■ EXERCISE AIM ■
Nothing in the records may be dropped. Retype them all exactly.

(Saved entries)
* * * * * * * * *

//! Tipos de erro para o cliente do serviço de check-in.
//!
//! Define [`ApiError`] com variantes para falha de transporte, rejeição
//! pelo serviço e resposta malformada. Usa `thiserror` para derivar
//! `Display` e `Error` a partir dos atributos `#[error(...)]`.

use thiserror::Error;

/// Erros que podem ocorrer ao interagir com o serviço de check-in.
///
/// - [`Transport`](ApiError::Transport): falha de rede (DNS, conexão, timeout)
/// - [`Rejected`](ApiError::Rejected): o serviço respondeu com status não-2xx
/// - [`Malformed`](ApiError::Malformed): resposta 2xx que não pôde ser normalizada
#[derive(Debug, Error)]
pub enum ApiError {
    /// Falha de rede subjacente. Encapsula o erro original do `reqwest`.
    #[error("network error: {0}")]
    Transport(#[from] reqwest::Error),

    /// Rejeição de validação pelo serviço (ex.: groomer inválido).
    #[error("service rejected request (status {status}): {message}")]
    Rejected { status: u16, message: String },

    /// O corpo da resposta não contém um registro reconhecível.
    #[error("malformed response: {0}")]
    Malformed(String),
}

impl ApiError {
    /// Verdadeiro para falhas da camada de transporte.
    pub fn is_transport(&self) -> bool {
        matches!(self, ApiError::Transport(_))
    }

    /// Mensagem curta adequada para exibição ao usuário.
    pub fn user_message(&self) -> String {
        match self {
            ApiError::Transport(_) => "could not reach the check-in service".to_string(),
            ApiError::Rejected { message, .. } => message.clone(),
            ApiError::Malformed(detail) => format!("unexpected response: {detail}"),
        }
    }
}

* * * * * * * * *

■ ANSWER BOX ■
//! Tipos de erro para o cliente do serviço de check-in.
//!
//! Define [`ApiError`] com variantes para falha de transporte, rejeição
//! pelo serviço e resposta malformada. Usa `thiserror` para derivar
//! `Display` e `Error` a partir dos atributos `#[error(...)]`.

use thiserror::Error;

/// Erros que podem ocorrer ao interagir com o serviço de check-in.
///
/// - [`Transport`](ApiError::Transport): falha de rede (DNS, conexão, timeout)
/// - [`Rejected`](ApiError::Rejected): o serviço respondeu com status não-2xx
/// - [`Malformed`](ApiError::Malformed): resposta 2xx que não pôde ser normalizada
#[derive(Debug, Error)]
pub enum ApiError {
    /// Falha de rede subjacente. Encapsula o erro original do `reqwest`.
    #[error("network error: {0}")]
    Transport(#[from] reqwest::Error),

    /// Rejeição de validação pelo serviço (ex.: groomer inválido).
    #[error("service rejected request (status {status}): {message}")]
    Rejected { status: u16, message: String },

    /// O corpo da resposta não contém um registro reconhecível.
    #[error("malformed response: {0}")]
    Malformed(String),
}

impl ApiError {
    /// Verdadeiro para falhas da camada de transporte.
    pub fn is_transport(&self) -> bool {
        matches!(self, ApiError::Transport(_))
    }

    /// Mensagem curta adequada para exibição ao usuário.
    pub fn user_message(&self) -> String {
        match self {
            ApiError::Transport(_) => "could not reach the check-in service".to_string(),
            ApiError::Rejected { message, .. } => message.clone(),
            ApiError::Malformed(detail) => format!("unexpected response: {detail}"),
        }
    }
}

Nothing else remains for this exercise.